Key Takeaways: Understanding the EVM
Deterministic Stack Machine
The EVM is a stack-based virtual machine that executes bytecode deterministically. Given the same initial state and input, every node in the network reaches the same final state through identical instruction sequences.
Explicit Data Movement
Data flows explicitly through the system: calldata provides inputs, the stack serves as the working area, memory acts as a temporary buffer, and storage persists state changes. There are no implicit variables or automatic data transfers.
Storage as Sole Persistent Layer
Only storage survives after a transaction completes. Stack and memory are cleared after each call. Any state that must persist across transactions must be explicitly written to storage slots using SSTORE.
Gas Enforces Economic Incentives
Gas serves dual purposes: preventing infinite loops (solving the halting problem) and pricing computational resources fairly. Storage operations cost orders of magnitude more than arithmetic, incentivizing efficient contract design.
Tools for Hands-On Practice
The best way to internalize EVM concepts is through hands-on experimentation. These tools let you write bytecode, trace execution, and visualize how instructions transform the machine state.
EVM Codes Reference
evm.codes provides a comprehensive opcode reference with detailed descriptions, gas costs, stack effects, and examples for every instruction. Essential bookmark for EVM development.
EVM Playground
EVM Playground offers an interactive environment where you can write bytecode and watch step-by-step execution. Visualizes stack, memory, storage, and gas consumption in real-time.
Practice Exercises
Start with simple programs: add two numbers, conditional branching, reading/writing storage.

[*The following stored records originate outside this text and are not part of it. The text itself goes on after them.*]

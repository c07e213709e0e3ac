use fast_image_resize::{FilterType, PixelType, ResizeAlg, ResizeOptions, Resizer, images::Image};
use image::RgbImage;
use tracing::info;

use crate::error::{Error, Result};

/// Dimensions of an image scaled by `scale`, rounded, never below 1.
pub fn scaled_dimensions(cols: u32, rows: u32, scale: f64) -> (u32, u32) {
    let c = (cols as f64 * scale).round().max(1.0) as u32;
    let r = (rows as f64 * scale).round().max(1.0) as u32;
    (c, r)
}

/// Lanczos3 resize of an interleaved RGB image.
pub fn resize_rgb_image(image: &RgbImage, target_cols: u32, target_rows: u32) -> Result<RgbImage> {
    let (original_cols, original_rows) = image.dimensions();
    if (original_cols, original_rows) == (target_cols, target_rows) {
        return Ok(image.clone());
    }

    let resize_options =
        ResizeOptions::new().resize_alg(ResizeAlg::Convolution(FilterType::Lanczos3));
    let mut resizer = Resizer::new();

    let src_image = Image::from_vec_u8(
        original_cols,
        original_rows,
        image.as_raw().clone(),
        PixelType::U8x3,
    )
    .map_err(Error::transform)?;
    let mut dst_image = Image::new(target_cols, target_rows, PixelType::U8x3);
    resizer
        .resize(&src_image, &mut dst_image, &resize_options)
        .map_err(Error::transform)?;

    info!(
        "Resized: {}x{} -> {}x{}",
        original_cols, original_rows, target_cols, target_rows
    );

    RgbImage::from_raw(target_cols, target_rows, dst_image.into_vec())
        .ok_or_else(|| Error::Transform("resized buffer has unexpected length".to_string()))
}

#[cfg(test)]
mod tests {
    use super::*;
    use image::Rgb;

    #[test]
    fn scaled_dimensions_round_and_clamp() {
        assert_eq!(scaled_dimensions(100, 100, 3.0), (300, 300));
        assert_eq!(scaled_dimensions(10, 3, 1.25), (13, 4));
        assert_eq!(scaled_dimensions(1, 1, 0.01), (1, 1));
    }

    #[test]
    fn upscale_keeps_flat_color() {
        let img = RgbImage::from_pixel(8, 6, Rgb([40, 80, 120]));
        let out = resize_rgb_image(&img, 24, 18).unwrap();
        assert_eq!(out.dimensions(), (24, 18));
        for p in out.pixels() {
            for (c, expected) in p.0.iter().zip([40u8, 80, 120]) {
                assert!((*c as i32 - expected as i32).abs() <= 1);
            }
        }
    }

    #[test]
    fn same_size_is_a_copy() {
        let img = RgbImage::from_pixel(5, 5, Rgb([1, 2, 3]));
        assert_eq!(resize_rgb_image(&img, 5, 5).unwrap(), img);
    }
}
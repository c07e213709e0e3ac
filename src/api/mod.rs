//! High-level, ergonomic library API: fit a file to a target ratio, fit a
//! whole folder in parallel with progress events, and list a folder's images.
//! Prefer these entrypoints over the low-level processing modules.
use std::path::{Path, PathBuf};

use crossbeam_channel::Sender;
use rayon::prelude::*;
use serde::{Deserialize, Serialize};
use tracing::{info, warn};

use crate::core::params::FitParams;
use crate::core::processing::pipeline::{FitSummary, fit_image_with_summary};
use crate::core::processing::save::{output_format_for, save_fitted_image};
use crate::error::{Error, Result};
use crate::io::reader::{has_image_extension, open_image};
use crate::types::{AspectRatio, BackgroundColor};

/// Decode `source`, fit it to `params` and write the result to `output`.
/// The output extension is checked before any decoding happens.
pub fn normalize_file(source: &Path, output: &Path, params: &FitParams) -> Result<FitSummary> {
    output_format_for(output)?;
    let image = open_image(source)?;
    let (fitted, summary) = fit_image_with_summary(image, params)?;
    save_fitted_image(&fitted, output)?;
    Ok(summary)
}

/// Boolean form of [`normalize_file`]: failures are logged, never returned.
pub fn fit(
    source: &Path,
    output: &Path,
    ratio: AspectRatio,
    background: BackgroundColor,
    smart_scale: bool,
) -> bool {
    let params = FitParams::new(ratio, background, smart_scale);
    match normalize_file(source, output, &params) {
        Ok(summary) => {
            info!(
                "Processed {:?}: {}x{} -> {}x{}",
                source,
                summary.source_cols,
                summary.source_rows,
                summary.output_cols,
                summary.output_rows
            );
            true
        }
        Err(e) => {
            warn!("Failed to process {:?}: {}", source, e);
            false
        }
    }
}

/// Batch processing report
#[derive(Debug, Clone, Copy, Default, PartialEq, Eq, Serialize, Deserialize)]
pub struct BatchReport {
    pub total: usize,
    pub processed: usize,
    pub failed: usize,
}

/// Progress messages sent from batch workers to a single consumer.
#[derive(Debug, Clone)]
pub enum BatchEvent {
    Started {
        total: usize,
    },
    Finished {
        index: usize,
        total: usize,
        source: PathBuf,
        outcome: std::result::Result<FitSummary, String>,
    },
    Done(BatchReport),
}

/// Image files directly inside `input_dir`, sorted by path.
pub fn discover_images(input_dir: &Path) -> Result<Vec<PathBuf>> {
    let mut files = Vec::new();
    for entry in std::fs::read_dir(input_dir)? {
        let path = entry?.path();
        if path.is_file() && has_image_extension(&path) {
            files.push(path);
        }
    }
    files.sort();
    Ok(files)
}

/// Fit every image in `input_dir` into `output_dir` under the same file name.
///
/// Images are processed in parallel; one failing image never stops the
/// others. When `events` is given, a [`BatchEvent::Finished`] is sent as each
/// image completes (in completion order) and a final [`BatchEvent::Done`].
pub fn process_directory_to_path(
    input_dir: &Path,
    output_dir: &Path,
    params: &FitParams,
    events: Option<&Sender<BatchEvent>>,
) -> Result<BatchReport> {
    if !input_dir.is_dir() {
        return Err(Error::InvalidArgument {
            arg: "input_dir",
            value: input_dir.display().to_string(),
        });
    }
    std::fs::create_dir_all(output_dir)?;

    let files = discover_images(input_dir)?;
    let total = files.len();
    if total == 0 {
        warn!("No images found in {:?}", input_dir);
    }
    info!("Processing {} images from {:?} into {:?}", total, input_dir, output_dir);

    let send = |event: BatchEvent| {
        if let Some(tx) = events {
            // A dropped receiver only means nobody is watching
            let _ = tx.send(event);
        }
    };
    send(BatchEvent::Started { total });

    let succeeded: Vec<bool> = files
        .par_iter()
        .enumerate()
        .map(|(index, source)| {
            let Some(file_name) = source.file_name() else {
                return false;
            };
            let output = output_dir.join(file_name);
            let outcome = normalize_file(source, &output, params);
            let ok = outcome.is_ok();
            match &outcome {
                Ok(_) => info!("Processed: {:?}", file_name),
                Err(e) => warn!("Error processing {:?}: {}", source, e),
            }
            send(BatchEvent::Finished {
                index,
                total,
                source: source.clone(),
                outcome: outcome.map_err(|e| e.to_string()),
            });
            ok
        })
        .collect();

    let processed = succeeded.iter().filter(|ok| **ok).count();
    let report = BatchReport {
        total,
        processed,
        failed: total - processed,
    };

    info!("Batch processing complete!");
    info!("Processed: {}/{}", report.processed, report.total);
    info!("Errors: {}", report.failed);

    send(BatchEvent::Done(report));
    Ok(report)
}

Gradually increase complexity by combining opcodes. Trace every instruction and predict stack states before checking results.

Recommended Exercise: Paste the examples from this lecture into the EVM Playground and step through execution. Watch how the stack, memory, and storage change with each instruction. This hands-on experience is invaluable for building intuition.

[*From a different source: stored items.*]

use image::{DynamicImage, GrayImage, Luma};
use imageproc::contours::{BorderType, find_contours};
use imageproc::distance_transform::Norm;
use imageproc::morphology::{close, open};
use tracing::debug;

use crate::types::BoundingBox;

/// Luma values above this count as white background.
pub const WHITE_THRESHOLD: u8 = 240;

/// Binary mask of non-white pixels: 255 for object, 0 for background.
pub fn foreground_mask(gray: &GrayImage) -> GrayImage {
    GrayImage::from_fn(gray.width(), gray.height(), |x, y| {
        if gray.get_pixel(x, y)[0] > WHITE_THRESHOLD {
            Luma([0u8])
        } else {
            Luma([255u8])
        }
    })
}

/// Close then open with a 3x3 square element to drop speckles and bridge gaps.
pub fn denoise_mask(mask: &GrayImage) -> GrayImage {
    let closed = close(mask, Norm::LInf, 1);
    open(&closed, Norm::LInf, 1)
}

/// Bounding box of the main object on a near-white background, or `None`
/// when no foreground survives the mask cleanup.
pub fn try_locate(image: &DynamicImage) -> Option<BoundingBox> {
    if image.width() == 0 || image.height() == 0 {
        return None;
    }
    try_locate_luma(&image.to_luma8())
}

/// [`try_locate`] over an already converted intensity image.
pub fn try_locate_luma(gray: &GrayImage) -> Option<BoundingBox> {
    let (width, height) = gray.dimensions();
    if width == 0 || height == 0 {
        return None;
    }

    let mask = denoise_mask(&foreground_mask(gray));
    let contours = find_contours::<u32>(&mask);

    let mut min_x = u32::MAX;
    let mut min_y = u32::MAX;
    let mut max_x = 0u32;
    let mut max_y = 0u32;
    let mut outer = 0usize;

    for contour in contours
        .iter()
        .filter(|c| matches!(c.border_type, BorderType::Outer) && c.parent.is_none())
    {
        outer += 1;
        for p in &contour.points {
            min_x = min_x.min(p.x);
            min_y = min_y.min(p.y);
            max_x = max_x.max(p.x);
            max_y = max_y.max(p.y);
        }
    }

    if outer == 0 || min_x > max_x || min_y > max_y {
        debug!("No object isolated in {}x{} image", width, height);
        return None;
    }

    let bbox = BoundingBox {
        x: min_x,
        y: min_y,
        width: max_x - min_x + 1,
        height: max_y - min_y + 1,
    };
    if bbox.is_degenerate() || bbox.right() > width || bbox.bottom() > height {
        return None;
    }

    debug!("Located object from {} external contours: {}", outer, bbox);
    Some(bbox)
}

/// Like [`try_locate`] but never fails: falls back to the full image box.
pub fn locate(image: &DynamicImage) -> BoundingBox {
    try_locate(image).unwrap_or_else(|| BoundingBox::full(image.width(), image.height()))
}
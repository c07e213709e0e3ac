use std::path::Path;

use image::{DynamicImage, ImageReader};
use tracing::debug;

use crate::error::{Error, Result};

/// Extensions accepted as batch and inventory inputs (lowercase).
pub const IMAGE_EXTENSIONS: &[&str] = &["png", "jpg", "jpeg", "bmp", "tif", "tiff", "gif"];

pub fn has_image_extension(path: &Path) -> bool {
    path.extension()
        .and_then(|e| e.to_str())
        .map(|e| IMAGE_EXTENSIONS.contains(&e.to_ascii_lowercase().as_str()))
        .unwrap_or(false)
}

/// Decode an image file. The format is sniffed from the content, so a file
/// with a misleading extension still opens.
pub fn open_image(path: &Path) -> Result<DynamicImage> {
    if !path.is_file() {
        return Err(Error::SourceMissing {
            path: path.to_path_buf(),
        });
    }

    let image = ImageReader::open(path)?.with_guessed_format()?.decode()?;
    if image.width() == 0 || image.height() == 0 {
        return Err(Error::EmptyImage {
            width: image.width(),
            height: image.height(),
        });
    }

    debug!(
        "Decoded {:?}: {}x{} {:?}",
        path,
        image.width(),
        image.height(),
        image.color()
    );
    Ok(image)
}
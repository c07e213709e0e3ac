use image::{DynamicImage, RgbImage};
use serde::{Deserialize, Serialize};
use tracing::debug;

use crate::core::params::FitParams;
use crate::core::processing::flatten::flatten_onto;
use crate::core::processing::padding::{Padding, letterbox};
use crate::core::processing::smart_scale::smart_scale;
use crate::error::{Error, Result};
use crate::types::ScaleDecision;

/// What the fitting pipeline did to one image.
#[derive(Debug, Clone, Copy, PartialEq, Serialize, Deserialize)]
pub struct FitSummary {
    pub source_cols: u32,
    pub source_rows: u32,
    pub output_cols: u32,
    pub output_rows: u32,
    pub scale: ScaleDecision,
    pub padding: Option<Padding>,
}

/// Flatten, optionally smart-scale, then pad `image` to `params.ratio`.
///
/// Transparency is flattened first so the object locator sees transparent
/// areas as background instead of black.
pub fn fit_image_with_summary(
    image: DynamicImage,
    params: &FitParams,
) -> Result<(RgbImage, FitSummary)> {
    let (source_cols, source_rows) = (image.width(), image.height());
    if source_cols == 0 || source_rows == 0 {
        return Err(Error::EmptyImage {
            width: source_cols,
            height: source_rows,
        });
    }

    let rgb = flatten_onto(image, params.background);

    let (rgb, scale) = if params.smart_scale {
        smart_scale(rgb, &params.smart)
    } else {
        (rgb, ScaleDecision::Keep)
    };

    let (fitted, padding) = letterbox(rgb, params.ratio, params.background)?;
    let summary = FitSummary {
        source_cols,
        source_rows,
        output_cols: fitted.width(),
        output_rows: fitted.height(),
        scale,
        padding,
    };
    debug!("Fit summary: {:?}", summary);
    Ok((fitted, summary))
}

/// In-memory variant of the fitter: returns only the padded image.
pub fn fit_image(image: DynamicImage, params: &FitParams) -> Result<RgbImage> {
    fit_image_with_summary(image, params).map(|(img, _)| img)
}
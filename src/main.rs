//! framefit CLI entrypoint.
//!
//! Provides a thin wrapper over the `cli` module: parse args, dispatch to
//! the requested command, and exit with appropriate status.
//! For programmatic use, prefer the library API (`framefit::api`).

use clap::Parser;

mod cli;

fn main() -> Result<(), Box<dyn std::error::Error>> {
    let args = cli::CliArgs::parse();
    cli::run(args)
}
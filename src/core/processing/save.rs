use std::fs;
use std::io::{BufWriter, Write};
use std::path::Path;

use image::RgbImage;
use tempfile::NamedTempFile;
use tracing::{debug, info};

use crate::error::{Error, Result};
use crate::io::writers::write_rgb_image;
use crate::types::OutputFormat;

/// Resolve the encoder for `output` from its extension.
pub fn output_format_for(output: &Path) -> Result<OutputFormat> {
    OutputFormat::from_path(output).ok_or_else(|| Error::UnsupportedFormat {
        path: output.to_path_buf(),
    })
}

/// Encode `image` and move it into place at `output`.
///
/// The encoded bytes go to a temporary file next to `output` that is renamed
/// over it only once encoding finished, so a failure never leaves a partial
/// or truncated file at `output`. Missing parent directories are created.
pub fn save_fitted_image(image: &RgbImage, output: &Path) -> Result<OutputFormat> {
    let format = output_format_for(output)?;

    let parent = match output.parent() {
        Some(p) if !p.as_os_str().is_empty() => p,
        _ => Path::new("."),
    };
    fs::create_dir_all(parent)?;

    let tmp = NamedTempFile::new_in(parent)?;
    {
        let mut writer = BufWriter::new(tmp.as_file());
        write_rgb_image(&mut writer, image, format)?;
        writer.flush()?;
    }
    debug!("Encoded {} into {:?}", format, tmp.path());

    tmp.persist(output)?;
    info!(
        "save_fitted_image: {}x{} {} saved to {:?}",
        image.width(),
        image.height(),
        format,
        output
    );
    Ok(format)
}
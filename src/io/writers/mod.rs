//! Encoders for the supported output formats. Each writer encodes an opaque
//! RGB buffer into any seekable writer; choosing the destination and making
//! the write atomic is the job of `core::processing::save`.
pub mod jpeg;
pub mod raster;
pub mod tiff;

use std::io::{Seek, Write};

use image::RgbImage;

use crate::error::Result;
use crate::types::OutputFormat;

pub fn write_rgb_image<W: Write + Seek>(
    writer: &mut W,
    image: &RgbImage,
    format: OutputFormat,
) -> Result<()> {
    let (cols, rows) = image.dimensions();
    match format {
        OutputFormat::Jpeg => jpeg::write_rgb_jpeg(writer, cols, rows, image.as_raw(), jpeg::JPEG_QUALITY),
        OutputFormat::Tiff => tiff::write_rgb_tiff(writer, cols, rows, image.as_raw()),
        OutputFormat::Png | OutputFormat::Bmp | OutputFormat::Gif | OutputFormat::Webp => {
            raster::write_rgb_raster(writer, image, format)
        }
    }
}
use thiserror::Error;

/// Application-specific errors for the CLI
#[derive(Debug, Error)]
pub enum AppError {
    #[error("Missing required argument: {arg}")]
    MissingArgument { arg: String },

    #[error("Batch worker panicked")]
    WorkerPanicked,

    #[error(transparent)]
    Framefit(#[from] framefit::Error),
}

Mastering the EVM requires practice. Dedicate time to writing raw bytecode, tracing execution, and understanding how high-level Solidity code compiles to these low-level instructions. The investment pays dividends in debugging, optimization, and security analysis.

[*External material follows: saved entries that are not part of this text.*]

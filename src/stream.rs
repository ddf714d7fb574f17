//! Byte stream carriers and the wire formatter.
//!
//! `ClientStream` abstracts the client-facing transport (plain TCP or a
//! server-side TLS session over TCP). `Formatter` layers exact-sized reads
//! and writes on top of any async stream and keeps the single-byte push-back
//! buffer used to peek message types before dispatching.

use std::pin::Pin;
use std::task::{Context, Poll};

use tokio::io::{AsyncRead, AsyncReadExt, AsyncWrite, AsyncWriteExt, ReadBuf};
use tokio::net::TcpStream;
use tokio_rustls::server::TlsStream;

use crate::error::{Error, Result};

/// Client-facing transport. Starts out plain and may be upgraded to TLS
/// during VeNCrypt negotiation.
pub enum ClientStream {
    Plain(TcpStream),
    Tls(Box<TlsStream<TcpStream>>),
}

impl ClientStream {
    /// Take back the raw TCP stream for a TLS upgrade. Fails on a stream
    /// that is already TLS.
    pub fn into_plain(self) -> Result<TcpStream> {
        match self {
            ClientStream::Plain(tcp) => Ok(tcp),
            ClientStream::Tls(_) => Err(Error::protocol(
                "cannot take the raw socket from a TLS stream",
            )),
        }
    }
}

impl AsyncRead for ClientStream {
    fn poll_read(
        self: Pin<&mut Self>,
        cx: &mut Context<'_>,
        buf: &mut ReadBuf<'_>,
    ) -> Poll<std::io::Result<()>> {
        match self.get_mut() {
            ClientStream::Plain(s) => Pin::new(s).poll_read(cx, buf),
            ClientStream::Tls(s) => Pin::new(s.as_mut()).poll_read(cx, buf),
        }
    }
}

impl AsyncWrite for ClientStream {
    fn poll_write(
        self: Pin<&mut Self>,
        cx: &mut Context<'_>,
        buf: &[u8],
    ) -> Poll<std::io::Result<usize>> {
        match self.get_mut() {
            ClientStream::Plain(s) => Pin::new(s).poll_write(cx, buf),
            ClientStream::Tls(s) => Pin::new(s.as_mut()).poll_write(cx, buf),
        }
    }

    fn poll_flush(self: Pin<&mut Self>, cx: &mut Context<'_>) -> Poll<std::io::Result<()>> {
        match self.get_mut() {
            ClientStream::Plain(s) => Pin::new(s).poll_flush(cx),
            ClientStream::Tls(s) => Pin::new(s.as_mut()).poll_flush(cx),
        }
    }

    fn poll_shutdown(self: Pin<&mut Self>, cx: &mut Context<'_>) -> Poll<std::io::Result<()>> {
        match self.get_mut() {
            ClientStream::Plain(s) => Pin::new(s).poll_shutdown(cx),
            ClientStream::Tls(s) => Pin::new(s.as_mut()).poll_shutdown(cx),
        }
    }
}

/// Exact-sized reads and writes over an async stream, in network byte order,
/// with a single-byte push-back buffer.
pub struct Formatter<S> {
    stream: S,
    pushback: Option<u8>,
}

impl<S: AsyncRead + AsyncWrite + Unpin> Formatter<S> {
    pub fn new(stream: S) -> Self {
        Self {
            stream,
            pushback: None,
        }
    }

    pub fn into_inner(self) -> S {
        self.stream
    }

    /// Return the next byte without consuming it. Cancel-safe: a single byte
    /// is either fully read into the push-back buffer or not read at all.
    pub async fn peek(&mut self) -> Result<u8> {
        if self.pushback.is_none() {
            let byte = self.stream.read_u8().await.map_err(Error::from_io)?;
            self.pushback = Some(byte);
        }
        Ok(self.pushback.unwrap())
    }

    /// Push one byte back so that the next read retrieves it first. The
    /// buffer holds exactly one byte; pushing into an occupied buffer is a
    /// hard error.
    pub fn push_back(&mut self, byte: u8) -> Result<()> {
        if self.pushback.is_some() {
            return Err(Error::protocol("push-back buffer overflow"));
        }
        self.pushback = Some(byte);
        Ok(())
    }

    pub async fn recv_exact(&mut self, buf: &mut [u8]) -> Result<()> {
        let mut start = 0;
        if let Some(byte) = self.pushback.take() {
            if buf.is_empty() {
                self.pushback = Some(byte);
                return Ok(());
            }
            buf[0] = byte;
            start = 1;
        }
        self.stream
            .read_exact(&mut buf[start..])
            .await
            .map_err(Error::from_io)?;
        Ok(())
    }

    pub async fn recv_u8(&mut self) -> Result<u8> {
        if let Some(byte) = self.pushback.take() {
            return Ok(byte);
        }
        self.stream.read_u8().await.map_err(Error::from_io)
    }

    pub async fn recv_u16(&mut self) -> Result<u16> {
        let mut buf = [0u8; 2];
        self.recv_exact(&mut buf).await?;
        Ok(u16::from_be_bytes(buf))
    }

    pub async fn recv_u32(&mut self) -> Result<u32> {
        let mut buf = [0u8; 4];
        self.recv_exact(&mut buf).await?;
        Ok(u32::from_be_bytes(buf))
    }

    pub async fn recv_i32(&mut self) -> Result<i32> {
        let mut buf = [0u8; 4];
        self.recv_exact(&mut buf).await?;
        Ok(i32::from_be_bytes(buf))
    }

    pub async fn recv_bytes(&mut self, len: usize) -> Result<Vec<u8>> {
        let mut buf = vec![0u8; len];
        self.recv_exact(&mut buf).await?;
        Ok(buf)
    }

    /// Receive `len` bytes as a string, replacing invalid UTF-8.
    pub async fn recv_string(&mut self, len: usize) -> Result<String> {
        let bytes = self.recv_bytes(len).await?;
        Ok(String::from_utf8_lossy(&bytes).into_owned())
    }

    pub async fn send_raw(&mut self, buf: &[u8]) -> Result<()> {
        self.stream.write_all(buf).await?;
        self.stream.flush().await?;
        Ok(())
    }

    pub async fn send_u8(&mut self, value: u8) -> Result<()> {
        self.send_raw(&[value]).await
    }

    pub async fn send_u16(&mut self, value: u16) -> Result<()> {
        self.send_raw(&value.to_be_bytes()).await
    }

    pub async fn send_u32(&mut self, value: u32) -> Result<()> {
        self.send_raw(&value.to_be_bytes()).await
    }

    pub async fn send_i32(&mut self, value: i32) -> Result<()> {
        self.send_raw(&value.to_be_bytes()).await
    }

    /// Pump `len` bytes to `dst` through a scratch buffer without exposing
    /// them to the caller.
    pub async fn forward_directly<D>(&mut self, dst: &mut Formatter<D>, mut len: usize) -> Result<()>
    where
        D: AsyncRead + AsyncWrite + Unpin,
    {
        let mut scratch = [0u8; 8192];
        while len > 0 {
            let chunk = len.min(scratch.len());
            self.recv_exact(&mut scratch[..chunk]).await?;
            dst.send_raw(&scratch[..chunk]).await?;
            len -= chunk;
        }
        Ok(())
    }

    /// Forward one byte and return its value.
    pub async fn forward_u8<D>(&mut self, dst: &mut Formatter<D>) -> Result<u8>
    where
        D: AsyncRead + AsyncWrite + Unpin,
    {
        let byte = self.recv_u8().await?;
        dst.send_u8(byte).await?;
        Ok(byte)
    }

    /// Forward four bytes and return them as a u32.
    pub async fn forward_u32<D>(&mut self, dst: &mut Formatter<D>) -> Result<u32>
    where
        D: AsyncRead + AsyncWrite + Unpin,
    {
        let value = self.recv_u32().await?;
        dst.send_u32(value).await?;
        Ok(value)
    }
}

Looking Ahead: From EVM to Solidity
In our next lecture, we'll build on this foundation by exploring Solidity, Ethereum's high-level programming language. You'll see how Solidity abstracts away low-level bytecode details while still compiling to the EVM instructions we've studied.
01
Solidity Language Basics
Variables, data types, functions, and modifiers. Learn how Solidity's familiar syntax maps to EVM opcodes.
02
State Variables and Storage Layout
Understanding how Solidity packs variables into storage slots and optimizes gas consumption.
03
Function Visibility and Modifiers
Access control patterns, function modifiers, and how they compile to bytecode checks.
Armed with your understanding of the EVM's execution model, you'll be able to write more efficient Solidity code, debug issues at the bytecode level, and understand exactly what happens when your contracts execute on-chain.
"Understanding the EVM is like understanding assembly language—it gives you the foundation to master any higher-level abstraction built on top of it."